On 29 July 2014, the Minister of State at the Department of Finance, Simon Harris, TD, published the Irish Collective Asset-management Vehicle (ICAV) Bill 2014 (the “ICAV Bill”) which will allow for the establishment of the new Irish corporate investment fund vehicle that is specifically tailored to the needs of the global funds industry. It is expected that the ICAV Bill will be reviewed by the Irish government as part of the legislative process and that primary legislation will be enacted towards the end of the third quarter this year.
Arthur Cox was a contributing member of the legislative group responsible for the preparation of the ICAV Bill. If you have any queries on this briefing, or require any further details, please do not hesitate to contact a member of our team.
We set out below the main features of the ICAV.
The ICAV is the new Irish corporate fund vehicle that will exist as the fifth type of legal structure alongside the current fund structures that are available in Ireland (the investment company, unit trust, common contractual fund and investment limited partnership).
The primary advantage of the ICAV is that the ICAV will be able to elect in its classification under the U.S. “check the box” taxation rules to be treated as a transparent entity for U.S. federal income tax purposes.
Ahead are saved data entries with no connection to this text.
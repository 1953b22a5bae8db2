//! Load-weight persistence
//!
//! Game counts from the previous run, used to schedule heavier systems
//! first during parallel population. Counts are refreshed after every
//! full load.

use crate::StoreError;
use serde::{Deserialize, Serialize};
use std::collections::HashMap;
use std::path::PathBuf;

#[derive(Debug, Default, Serialize, Deserialize)]
struct WeightFile {
    #[serde(default)]
    counts: HashMap<String, u64>,
}

/// On-disk system-name → game-count store.
#[derive(Debug, Clone, Default)]
pub struct WeightStore {
    path: Option<PathBuf>,
    counts: HashMap<String, u64>,
}

impl WeightStore {
    /// Load from a TOML file; a missing file yields an empty store.
    pub fn load(path: impl Into<PathBuf>) -> Result<Self, StoreError> {
        let path = path.into();
        let counts = if path.exists() {
            let contents = std::fs::read_to_string(&path)?;
            let file: WeightFile = toml::from_str(&contents)?;
            file.counts
        } else {
            HashMap::new()
        };

        Ok(Self {
            path: Some(path),
            counts,
        })
    }

    /// Store that never touches the disk.
    pub fn in_memory() -> Self {
        Self::default()
    }

    pub fn get(&self, system: &str) -> u64 {
        self.counts.get(system).copied().unwrap_or(0)
    }

    pub fn set(&mut self, system: &str, count: u64) {
        self.counts.insert(system.to_string(), count);
    }

    pub fn save(&self) -> Result<(), StoreError> {
        let Some(path) = &self.path else {
            return Ok(());
        };

        if let Some(parent) = path.parent() {
            std::fs::create_dir_all(parent)?;
        }

        let file = WeightFile {
            counts: self.counts.clone(),
        };
        std::fs::write(path, toml::to_string_pretty(&file)?)?;
        tracing::debug!("Saved {} weights to {}", self.counts.len(), path.display());
        Ok(())
    }
}

#[cfg(test)]
mod tests {
    use super::*;

    #[test]
    fn test_missing_file_is_empty() {
        let dir = tempfile::TempDir::new().unwrap();
        let store = WeightStore::load(dir.path().join("weights.toml")).unwrap();
        assert_eq!(store.get("nes"), 0);
    }

    #[test]
    fn test_round_trip() {
        let dir = tempfile::TempDir::new().unwrap();
        let path = dir.path().join("weights.toml");

        let mut store = WeightStore::load(&path).unwrap();
        store.set("snes", 412);
        store.set("nes", 97);
        store.save().unwrap();

        let reloaded = WeightStore::load(&path).unwrap();
        assert_eq!(reloaded.get("snes"), 412);
        assert_eq!(reloaded.get("nes"), 97);
        assert_eq!(reloaded.get("gba"), 0);
    }
}
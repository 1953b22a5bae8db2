//! Derived item traits and the closed filter variant
//!
//! Each item folds its metadata and provenance into one trait mask; a
//! listing passes an item iff the mask intersects the requested includes
//! and avoids the requested excludes.

use crate::entry::{EntryArena, EntryId};
use crate::providers::LightgunDatabase;
use bitflags::bitflags;

bitflags! {
    #[derive(Debug, Clone, Copy, PartialEq, Eq)]
    pub struct ItemTraits: u8 {
        /// Every item carries this bit, so an includes mask of `ALL`
        /// selects everything.
        const ALL           = 1 << 0;
        const FAVORITE      = 1 << 1;
        const HIDDEN        = 1 << 2;
        const ADULT         = 1 << 3;
        const NOT_LATEST    = 1 << 4;
        const PRE_INSTALLED = 1 << 5;
        /// Folders with no game anywhere beneath them.
        const NO_GAME       = 1 << 6;
    }
}

impl ItemTraits {
    /// Compute the derived mask for one item.
    pub fn of(arena: &EntryArena, id: EntryId) -> Self {
        let entry = arena.entry(id);
        let mut traits = Self::ALL;

        if entry.metadata.favorite() {
            traits |= Self::FAVORITE;
        }
        if entry.metadata.hidden() {
            traits |= Self::HIDDEN;
        }
        if entry.metadata.adult() {
            traits |= Self::ADULT;
        }
        if !entry.metadata.latest_version() {
            traits |= Self::NOT_LATEST;
        }
        if arena.entry(entry.top_ancestor).read_only {
            traits |= Self::PRE_INSTALLED;
        }
        if entry.is_folder() && !arena.has_game(id) {
            traits |= Self::NO_GAME;
        }

        traits
    }

    /// The standard pass rule: at least one included trait, no excluded one.
    pub fn passes(self, includes: Self, excludes: Self) -> bool {
        self.intersects(includes) && !self.intersects(excludes)
    }
}

/// Predicate over single games, one variant per filter kind. One exhaustive
/// match instead of virtual dispatch.
pub enum GameFilter<'a> {
    All,
    Favorites,
    LastPlayed,
    Multiplayer,
    Tate,
    Lightgun(&'a dyn LightgunDatabase),
    Genre(u32),
    Traits {
        includes: ItemTraits,
        excludes: ItemTraits,
    },
}

impl GameFilter<'_> {
    /// Whether the game passes the filter. Folders never pass.
    pub fn matches(&self, arena: &EntryArena, id: EntryId) -> bool {
        let entry = arena.entry(id);
        if !entry.is_game() {
            return false;
        }
        match self {
            GameFilter::All => true,
            GameFilter::Favorites => entry.metadata.favorite(),
            GameFilter::LastPlayed => entry.metadata.last_played() != 0,
            GameFilter::Multiplayer => entry.metadata.players_min().unwrap_or(1) > 1,
            GameFilter::Tate => entry.metadata.rotation().is_tate(),
            GameFilter::Lightgun(db) => db.matches(entry.name()),
            GameFilter::Genre(id) => entry.metadata.genre_id() == Some(*id),
            GameFilter::Traits { includes, excludes } => {
                ItemTraits::of(arena, id).passes(*includes, *excludes)
            }
        }
    }
}

#[cfg(test)]
mod tests {
    use super::*;
    use crate::entry::ChildMode;
    use crate::metadata::GameMetadata;
    use ludex_store::Rotation;

    #[test]
    fn test_trait_derivation() {
        let mut arena = EntryArena::new();
        let root = arena.new_root("/recalbox/share_init/roms/nes", ChildMode::Owns, true, false);
        let game = arena.new_game(root, "/recalbox/share_init/roms/nes/mario.nes", GameMetadata::new());
        arena.entry_mut(game).metadata.set_favorite(true);

        let traits = ItemTraits::of(&arena, game);
        assert!(traits.contains(ItemTraits::ALL));
        assert!(traits.contains(ItemTraits::FAVORITE));
        assert!(traits.contains(ItemTraits::PRE_INSTALLED));
        assert!(!traits.contains(ItemTraits::HIDDEN));
    }

    #[test]
    fn test_empty_folder_has_no_game_trait() {
        let mut arena = EntryArena::new();
        let root = arena.new_root("/roms/nes", ChildMode::Owns, false, false);
        let folder = arena.new_folder(root, "/roms/nes/empty");

        assert!(ItemTraits::of(&arena, folder).contains(ItemTraits::NO_GAME));
        assert!(ItemTraits::of(&arena, root).contains(ItemTraits::NO_GAME));

        arena.new_game(folder, "/roms/nes/empty/game.nes", GameMetadata::new());
        assert!(!ItemTraits::of(&arena, folder).contains(ItemTraits::NO_GAME));
    }

    #[test]
    fn test_pass_rule() {
        let traits = ItemTraits::ALL | ItemTraits::FAVORITE;
        assert!(traits.passes(ItemTraits::ALL, ItemTraits::HIDDEN));
        assert!(traits.passes(ItemTraits::FAVORITE, ItemTraits::empty()));
        assert!(!traits.passes(ItemTraits::HIDDEN, ItemTraits::empty()));
        assert!(!traits.passes(ItemTraits::ALL, ItemTraits::FAVORITE));
    }

    #[test]
    fn test_game_filter_variants() {
        let mut arena = EntryArena::new();
        let root = arena.new_root("/roms/arcade", ChildMode::Owns, false, false);
        let game = arena.new_game(root, "/roms/arcade/dino.zip", GameMetadata::new());

        assert!(GameFilter::All.matches(&arena, game));
        assert!(!GameFilter::Favorites.matches(&arena, game));
        assert!(!GameFilter::All.matches(&arena, root));

        arena.entry_mut(game).metadata.set_rotation(Rotation::Right);
        arena.entry_mut(game).metadata.set_players(Some(2), Some(4));
        arena.entry_mut(game).metadata.set_genre_id(Some(7));
        assert!(GameFilter::Tate.matches(&arena, game));
        assert!(GameFilter::Multiplayer.matches(&arena, game));
        assert!(GameFilter::Genre(7).matches(&arena, game));
        assert!(!GameFilter::Genre(8).matches(&arena, game));
    }
}
//! System binding
//!
//! Binds a static descriptor to one or more populated roots, carries the
//! property flags and the metadata-sensitivity mask, and answers the
//! aggregate queries the frontend asks per system.

use crate::descriptor::SystemDescriptor;
use crate::entry::{EntryArena, EntryId};
use crate::metadata::MetadataField;
use bitflags::bitflags;
use std::path::Path;

bitflags! {
    #[derive(Debug, Clone, Copy, PartialEq, Eq)]
    pub struct SystemProperties: u32 {
        const FAVORITE    = 1 << 0;
        const VIRTUAL     = 1 << 1;
        const PORTS       = 1 << 2;
        const FIXED_SORT  = 1 << 3;
        const ALWAYS_FLAT = 1 << 4;
        const SEARCHABLE  = 1 << 5;
    }
}

/// Which virtual aggregation a system is, `None` for regular systems.
#[derive(Debug, Clone, PartialEq, Eq, Hash)]
pub enum VirtualKind {
    None,
    Favorites,
    LastPlayed,
    Multiplayers,
    AllGames,
    Lightgun,
    Tate,
    Ports,
    Arcade,
    Genre(u32),
    ArcadeManufacturer(String),
}

impl VirtualKind {
    /// Metadata fields whose change can move a game in or out of this
    /// virtual system.
    pub fn sensitivity(&self) -> MetadataField {
        match self {
            VirtualKind::Favorites => MetadataField::FAVORITE,
            VirtualKind::LastPlayed => MetadataField::LAST_PLAYED,
            VirtualKind::Multiplayers => MetadataField::PLAYERS,
            VirtualKind::Tate => MetadataField::ROTATION,
            VirtualKind::Genre(_) => MetadataField::GENRE,
            VirtualKind::Lightgun => MetadataField::NAME,
            VirtualKind::None
            | VirtualKind::AllGames
            | VirtualKind::Ports
            | VirtualKind::Arcade
            | VirtualKind::ArcadeManufacturer(_) => MetadataField::empty(),
        }
    }
}

/// Population state of a (virtual) system.
#[derive(Debug, Clone, Copy, PartialEq, Eq)]
pub enum SystemState {
    Uninitialized,
    Populated { has_game: bool },
    Initialized,
}

/// A descriptor bound to its populated roots.
#[derive(Debug)]
pub struct SystemData {
    pub descriptor: SystemDescriptor,
    /// Master root set: one per physical base for regular systems, one
    /// synthetic root for populated virtual systems.
    pub roots: Vec<EntryId>,
    pub properties: SystemProperties,
    pub virtual_kind: VirtualKind,
    pub sensitivity: MetadataField,
    pub state: SystemState,
}

impl SystemData {
    pub fn new_regular(descriptor: SystemDescriptor, roots: Vec<EntryId>) -> Self {
        let state = if roots.is_empty() {
            SystemState::Uninitialized
        } else {
            SystemState::Initialized
        };
        let mut properties = SystemProperties::SEARCHABLE;
        if descriptor.name == "ports" {
            properties |= SystemProperties::PORTS;
        }
        Self {
            descriptor,
            roots,
            properties,
            virtual_kind: VirtualKind::None,
            sensitivity: MetadataField::empty(),
            state,
        }
    }

    pub fn new_virtual(
        descriptor: SystemDescriptor,
        kind: VirtualKind,
        extra_properties: SystemProperties,
    ) -> Self {
        let sensitivity = kind.sensitivity();
        Self {
            descriptor,
            roots: Vec::new(),
            properties: SystemProperties::VIRTUAL | extra_properties,
            virtual_kind: kind,
            sensitivity,
            state: SystemState::Uninitialized,
        }
    }

    pub fn is_virtual(&self) -> bool {
        self.properties.contains(SystemProperties::VIRTUAL)
    }

    pub fn is_searchable(&self) -> bool {
        self.properties.contains(SystemProperties::SEARCHABLE)
    }

    pub fn has_fixed_sort(&self) -> bool {
        self.properties.contains(SystemProperties::FIXED_SORT)
    }

    /// First root of the master root set.
    pub fn master_root(&self) -> Option<EntryId> {
        self.roots.first().copied()
    }

    pub fn count_all(&self, arena: &EntryArena) -> usize {
        self.roots.iter().map(|&root| arena.game_count(root)).sum()
    }

    pub fn count_favorites(&self, arena: &EntryArena) -> usize {
        self.count_where(arena, |arena, id| arena.entry(id).metadata.favorite())
    }

    pub fn count_hidden(&self, arena: &EntryArena) -> usize {
        self.count_where(arena, |arena, id| arena.entry(id).metadata.hidden())
    }

    fn count_where(
        &self,
        arena: &EntryArena,
        predicate: impl Fn(&EntryArena, EntryId) -> bool + Copy,
    ) -> usize {
        self.roots
            .iter()
            .map(|&root| {
                arena
                    .filtered_items_recursively(root, &crate::filter::GameFilter::All)
                    .into_iter()
                    .filter(|&id| predicate(arena, id))
                    .count()
            })
            .sum()
    }

    pub fn has_game(&self, arena: &EntryArena) -> bool {
        self.roots.iter().any(|&root| arena.has_game(root))
    }

    pub fn has_visible_game(&self, arena: &EntryArena) -> bool {
        self.roots.iter().any(|&root| arena.has_visible_game(root))
    }

    pub fn lookup_game(&self, arena: &EntryArena, path: &Path) -> Option<EntryId> {
        self.roots
            .iter()
            .find_map(|&root| arena.lookup_game_by_path(root, path))
    }

    /// Whether this system's trees contain the given entry.
    pub fn contains(&self, arena: &EntryArena, id: EntryId) -> bool {
        let path = &arena.entry(id).rom_path;
        self.roots.iter().any(|&root| {
            if self.is_virtual() {
                arena.entry(root).children.contains(&id)
            } else {
                arena.lookup_game_by_path(root, path) == Some(id)
            }
        })
    }
}

#[cfg(test)]
mod tests {
    use super::*;
    use crate::entry::ChildMode;
    use crate::metadata::GameMetadata;

    fn descriptor(name: &str) -> SystemDescriptor {
        SystemDescriptor {
            guid: format!("{name}-guid"),
            name: name.to_string(),
            full_name: name.to_uppercase(),
            rom_path: format!("%ROOT%/{name}"),
            extensions: ".bin".to_string(),
            theme_folder: String::new(),
            command: String::new(),
            icon: String::new(),
            scraper_id: 0,
            release_date: String::new(),
            manufacturer: String::new(),
            devices: Default::default(),
            emulators: vec![],
            ignored_files: vec![],
        }
    }

    #[test]
    fn test_counts() {
        let mut arena = EntryArena::new();
        let root = arena.new_root("/roms/nes", ChildMode::Owns, false, false);
        let a = arena.new_game(root, "/roms/nes/a.nes", GameMetadata::new());
        arena.new_game(root, "/roms/nes/b.nes", GameMetadata::new());
        arena.entry_mut(a).metadata.set_favorite(true);

        let system = SystemData::new_regular(descriptor("nes"), vec![root]);
        assert_eq!(system.count_all(&arena), 2);
        assert_eq!(system.count_favorites(&arena), 1);
        assert_eq!(system.count_hidden(&arena), 0);
        assert!(system.has_visible_game(&arena));
    }

    #[test]
    fn test_virtual_sensitivity() {
        let favorites = SystemData::new_virtual(
            descriptor("favorites"),
            VirtualKind::Favorites,
            SystemProperties::FAVORITE,
        );
        assert!(favorites.is_virtual());
        assert_eq!(favorites.sensitivity, MetadataField::FAVORITE);
        assert_eq!(favorites.state, SystemState::Uninitialized);

        assert_eq!(
            VirtualKind::AllGames.sensitivity(),
            MetadataField::empty()
        );
        assert_eq!(VirtualKind::Tate.sensitivity(), MetadataField::ROTATION);
    }
}
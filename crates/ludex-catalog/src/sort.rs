//! Sort engine
//!
//! Composable comparators over entry ids plus an in-place quicksort.
//! Folders always precede games whatever the key or direction; ties on the
//! primary key fall back to case-insensitive name comparison.

use crate::entry::{EntryArena, EntryId};
use crate::providers::ArcadeDatabase;
use std::cmp::Ordering;

#[derive(Debug, Clone, Copy, PartialEq, Eq)]
pub enum SortKey {
    Name,
    Rating,
    PlayCount,
    LastPlayed,
    Players,
    Developer,
    Publisher,
    ReleaseDate,
}

/// Explicit sort context passed to every comparison, replacing any global
/// comparator table.
pub struct SortContext<'a> {
    pub key: SortKey,
    pub ascending: bool,
    /// When set, raw rom names are substituted with database display names
    /// before comparison (arcade systems).
    pub arcade: Option<&'a dyn ArcadeDatabase>,
}

impl<'a> SortContext<'a> {
    pub fn new(key: SortKey, ascending: bool) -> Self {
        Self {
            key,
            ascending,
            arcade: None,
        }
    }

    pub fn with_arcade(mut self, arcade: &'a dyn ArcadeDatabase) -> Self {
        self.arcade = Some(arcade);
        self
    }

    fn display_name(&self, arena: &EntryArena, id: EntryId) -> String {
        let entry = arena.entry(id);
        if let Some(db) = self.arcade
            && entry.is_game()
            && let Some(resolved) = db.display_name(entry.name())
        {
            return resolved.to_lowercase();
        }
        entry.name().to_lowercase()
    }

    pub fn compare(&self, arena: &EntryArena, a: EntryId, b: EntryId) -> Ordering {
        let ea = arena.entry(a);
        let eb = arena.entry(b);

        // Folder-vs-game resolves first, independent of key and direction.
        match (ea.is_folder(), eb.is_folder()) {
            (true, false) => return Ordering::Less,
            (false, true) => return Ordering::Greater,
            _ => {}
        }

        let mut ordering = self.key_compare(arena, a, b);
        if !self.ascending {
            ordering = ordering.reverse();
        }
        if ordering == Ordering::Equal {
            ordering = self
                .display_name(arena, a)
                .cmp(&self.display_name(arena, b));
        }
        ordering
    }

    fn key_compare(&self, arena: &EntryArena, a: EntryId, b: EntryId) -> Ordering {
        let ma = &arena.entry(a).metadata;
        let mb = &arena.entry(b).metadata;
        match self.key {
            SortKey::Name => self
                .display_name(arena, a)
                .cmp(&self.display_name(arena, b)),
            SortKey::Rating => ma
                .rating()
                .unwrap_or(0.0)
                .total_cmp(&mb.rating().unwrap_or(0.0)),
            SortKey::PlayCount => ma.play_count().cmp(&mb.play_count()),
            SortKey::LastPlayed => ma.last_played().cmp(&mb.last_played()),
            SortKey::Players => ma
                .players_max()
                .unwrap_or(1)
                .cmp(&mb.players_max().unwrap_or(1)),
            SortKey::Developer => cmp_opt_ci(ma.developer(), mb.developer()),
            SortKey::Publisher => cmp_opt_ci(ma.publisher(), mb.publisher()),
            SortKey::ReleaseDate => cmp_opt_ci(ma.release_date(), mb.release_date()),
        }
    }
}

/// Case-insensitive option compare; unset values sort last.
fn cmp_opt_ci(a: Option<&str>, b: Option<&str>) -> Ordering {
    match (a, b) {
        (Some(a), Some(b)) => a.to_lowercase().cmp(&b.to_lowercase()),
        (Some(_), None) => Ordering::Less,
        (None, Some(_)) => Ordering::Greater,
        (None, None) => Ordering::Equal,
    }
}

/// In-place quicksort over entry ids: middle-element pivot, Hoare-style
/// partition with `<=` boundary scanning, tolerant of duplicate keys.
pub fn sort_items(arena: &EntryArena, items: &mut [EntryId], ctx: &SortContext<'_>) {
    if items.len() > 1 {
        quick_sort(arena, items, ctx, 0, (items.len() - 1) as isize);
    }
}

fn quick_sort(
    arena: &EntryArena,
    items: &mut [EntryId],
    ctx: &SortContext<'_>,
    low: isize,
    high: isize,
) {
    let pivot = items[((low + high) / 2) as usize];
    let mut i = low;
    let mut j = high;

    while i <= j {
        while ctx.compare(arena, items[i as usize], pivot) == Ordering::Less {
            i += 1;
        }
        while ctx.compare(arena, items[j as usize], pivot) == Ordering::Greater {
            j -= 1;
        }
        if i <= j {
            items.swap(i as usize, j as usize);
            i += 1;
            j -= 1;
        }
    }

    if low < j {
        quick_sort(arena, items, ctx, low, j);
    }
    if i < high {
        quick_sort(arena, items, ctx, i, high);
    }
}
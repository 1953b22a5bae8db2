//! External collaborator interfaces
//!
//! Databases resolved outside the catalog (arcade DAT knowledge, lightgun
//! compatibility lists). The engine only ever asks questions; scanning and
//! integrity verification happen elsewhere.

use crate::descriptor::SystemDescriptor;

/// Arcade knowledge base: maps raw rom names to display names and
/// manufacturers, and recognizes arcade systems.
pub trait ArcadeDatabase: Send + Sync {
    /// Database display name for a raw rom name ("sf2" → "Street Fighter II").
    fn display_name(&self, rom_name: &str) -> Option<String>;

    /// Manufacturer for a raw rom name, when known.
    fn manufacturer(&self, rom_name: &str) -> Option<String>;

    /// Whether games of this system belong in the arcade virtual system.
    fn is_arcade_system(&self, descriptor: &SystemDescriptor) -> bool;
}

/// Lightgun compatibility list, matched by name substring.
pub trait LightgunDatabase: Send + Sync {
    fn matches(&self, game_name: &str) -> bool;
}
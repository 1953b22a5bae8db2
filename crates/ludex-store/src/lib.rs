//! Persisted-record storage for the Ludex catalog engine.
//!
//! The catalog core never parses gamelist XML itself; whatever format the
//! frontend persists, the core consumes and produces the structured records
//! defined here. This crate also holds the small on-disk weight store used
//! to schedule system population.

mod record;
mod weights;

pub use record::{GameRecord, GamelistProvider, JsonGamelist, MemoryGamelist, Rotation};
pub use weights::WeightStore;

use std::path::PathBuf;
use thiserror::Error;

#[derive(Debug, Error)]
pub enum StoreError {
    #[error("Record file not found: {0}")]
    NotFound(PathBuf),

    #[error("Malformed record file: {0}")]
    Malformed(String),

    #[error("IO error: {0}")]
    Io(#[from] std::io::Error),

    #[error("JSON error: {0}")]
    Json(#[from] serde_json::Error),

    #[error("TOML parse error: {0}")]
    TomlParse(#[from] toml::de::Error),

    #[error("TOML serialize error: {0}")]
    TomlSerialize(#[from] toml::ser::Error),
}
//! In-memory game catalog engine for Ludex
//!
//! Owns the entity tree of games and folders, binds static system
//! descriptors to populated rom trees, composes virtual systems (favorites,
//! last-played, arcade, ...) over the regular ones, and exposes sorting,
//! filtering and fuzzy full-text search to the frontend. Rendering, input
//! and the gamelist persistence format live elsewhere; this crate consumes
//! and produces structured records through `ludex-store`.

mod descriptor;
mod entry;
mod filter;
mod manager;
mod metadata;
mod populate;
mod providers;
mod search;
mod sort;
mod system;
mod tree;
mod virtuals;

pub use descriptor::{
    CoreDescriptor, DeviceRequirement, DeviceRequirements, EmulatorDescriptor, SystemDescriptor,
};
pub use entry::{ChildMode, Entry, EntryArena, EntryId, EntryKind};
pub use filter::{GameFilter, ItemTraits};
pub use manager::{
    CatalogObserver, LoadOptions, RootSpec, SystemDelta, SystemManager,
};
pub use metadata::{GameMetadata, MetadataField};
pub use populate::DoppelgangerMap;
pub use providers::{ArcadeDatabase, LightgunDatabase};
pub use search::{SearchContext, SearchField};
pub use sort::{SortContext, SortKey, sort_items};
pub use system::{SystemData, SystemProperties, SystemState, VirtualKind};

pub use ludex_store::Rotation;

use std::path::PathBuf;
use thiserror::Error;

#[derive(Debug, Error)]
pub enum CatalogError {
    /// Nothing to browse after a full load; requires operator intervention.
    #[error("No visible system after full load")]
    NoVisibleSystems,

    #[error("Invalid descriptor '{name}': {reason}")]
    InvalidDescriptor { name: String, reason: String },

    #[error("Rom root not found: {0}")]
    RootNotFound(PathBuf),

    #[error("IO error: {0}")]
    Io(#[from] std::io::Error),

    #[error("Store error: {0}")]
    Store(#[from] ludex_store::StoreError),
}
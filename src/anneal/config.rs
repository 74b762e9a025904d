//! Annealing configuration.

use crate::error::{OrderError, Result};

/// Configuration for [`AnnealingTourSolver`](super::AnnealingTourSolver).
///
/// Step and acceptance limits scale with the item count unless set
/// explicitly.
///
/// # Examples
///
/// ```
/// use u_stackorder::anneal::AnnealConfig;
///
/// let config = AnnealConfig::default()
///     .with_initial_temperature(0.5)
///     .with_cooling_factor(0.95)
///     .with_max_temperature_steps(200)
///     .with_seed(42);
/// assert_eq!(config.max_steps_for(10), 1000);
/// assert_eq!(config.max_accepted_for(10), 100);
/// ```
#[derive(Debug, Clone, PartialEq)]
#[cfg_attr(feature = "serde", derive(serde::Serialize, serde::Deserialize))]
pub struct AnnealConfig {
    /// Starting temperature. Has to be high enough relative to typical cost
    /// differences for uphill moves to be accepted early on.
    pub initial_temperature: f64,

    /// Temperature multiplier applied after each level, in (0, 1).
    pub cooling_factor: f64,

    /// Maximum number of temperature levels.
    pub max_temperature_steps: usize,

    /// Trial moves per level. `None` means `100 * n`.
    pub max_steps: Option<usize>,

    /// Accepted moves after which a level ends early. `None` means `10 * n`.
    pub max_accepted: Option<usize>,

    /// Probability of proposing a segment reversal rather than a
    /// transposition.
    pub reverse_probability: f64,

    /// Random seed for reproducibility. `None` uses a random seed.
    pub seed: Option<u64>,

    /// Starting tour. `None` uses `[0, 1, ..., n-1]`.
    pub initial_tour: Option<Vec<usize>>,

    /// Return the cheapest tour seen instead of the final one.
    pub keep_best: bool,
}

impl Default for AnnealConfig {
    fn default() -> Self {
        Self {
            initial_temperature: 0.2,
            cooling_factor: 0.9,
            max_temperature_steps: 100,
            max_steps: None,
            max_accepted: None,
            reverse_probability: 0.5,
            seed: None,
            initial_tour: None,
            keep_best: false,
        }
    }
}

impl AnnealConfig {
    pub fn with_initial_temperature(mut self, t: f64) -> Self {
        self.initial_temperature = t;
        self
    }

    pub fn with_cooling_factor(mut self, f: f64) -> Self {
        self.cooling_factor = f;
        self
    }

    pub fn with_max_temperature_steps(mut self, n: usize) -> Self {
        self.max_temperature_steps = n;
        self
    }

    pub fn with_max_steps(mut self, n: usize) -> Self {
        self.max_steps = Some(n);
        self
    }

    pub fn with_max_accepted(mut self, n: usize) -> Self {
        self.max_accepted = Some(n);
        self
    }

    pub fn with_reverse_probability(mut self, p: f64) -> Self {
        self.reverse_probability = p;
        self
    }

    pub fn with_seed(mut self, seed: u64) -> Self {
        self.seed = Some(seed);
        self
    }

    pub fn with_initial_tour(mut self, tour: Vec<usize>) -> Self {
        self.initial_tour = Some(tour);
        self
    }

    pub fn with_keep_best(mut self, keep_best: bool) -> Self {
        self.keep_best = keep_best;
        self
    }

    /// Trial moves per level for `n` items.
    pub fn max_steps_for(&self, n: usize) -> usize {
        self.max_steps.unwrap_or(100 * n)
    }

    /// Early-stop acceptance count per level for `n` items.
    pub fn max_accepted_for(&self, n: usize) -> usize {
        self.max_accepted.unwrap_or(10 * n)
    }

    /// Validates the configuration.
    pub fn validate(&self) -> Result<()> {
        if !(self.initial_temperature.is_finite() && self.initial_temperature > 0.0) {
            return Err(OrderError::InvalidArgument(format!(
                "initial_temperature must be positive, got {}",
                self.initial_temperature
            )));
        }
        if !(self.cooling_factor > 0.0 && self.cooling_factor < 1.0) {
            return Err(OrderError::InvalidArgument(format!(
                "cooling_factor must be in (0, 1), got {}",
                self.cooling_factor
            )));
        }
        if self.max_temperature_steps == 0 {
            return Err(OrderError::InvalidArgument(
                "max_temperature_steps must be at least 1".into(),
            ));
        }
        if self.max_steps == Some(0) {
            return Err(OrderError::InvalidArgument(
                "max_steps must be positive or None".into(),
            ));
        }
        if self.max_accepted == Some(0) {
            return Err(OrderError::InvalidArgument(
                "max_accepted must be positive or None".into(),
            ));
        }
        if !(0.0..=1.0).contains(&self.reverse_probability) {
            return Err(OrderError::InvalidArgument(format!(
                "reverse_probability must be in [0, 1], got {}",
                self.reverse_probability
            )));
        }
        Ok(())
    }
}
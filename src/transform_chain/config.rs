//! Transform chain configuration.

use crate::error::{OrderError, Result};

/// Configuration for [`TransformChainBuilder`](super::TransformChainBuilder).
#[derive(Debug, Clone, PartialEq, Eq, Default)]
#[cfg_attr(feature = "serde", derive(serde::Serialize, serde::Deserialize))]
pub struct TransformChainConfig {
    /// Item the chain starts from, and whose frame all transforms map into.
    /// `None` tries every item and keeps the cheapest chain.
    pub seed: Option<usize>,
}

impl TransformChainConfig {
    pub fn with_seed(mut self, seed: usize) -> Self {
        self.seed = Some(seed);
        self
    }

    /// Validates the configuration against an item count.
    pub fn validate(&self, n: usize) -> Result<()> {
        if n == 0 {
            return Err(OrderError::EmptyInput);
        }
        match self.seed {
            Some(seed) if seed >= n => Err(OrderError::InvalidArgument(format!(
                "seed {seed} out of range for {n} items"
            ))),
            _ => Ok(()),
        }
    }
}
This will allow U.S. taxable investors to avoid certain adverse tax consequences that would normally apply to “passive foreign investment companies”.
The second advantage is that the ICAV structure has been specifically designed to be distinguishable from a typical trading company. Most Irish funds are authorised as investment companies and, as such, are required to comply with many of the rules applicable to public companies which are not relevant or appropriate in the funds context. However, the ICAV is a bespoke corporate structure that will avoid the need for compliance with certain Irish company law requirements. This will result in reduced administrative obligations and associated costs.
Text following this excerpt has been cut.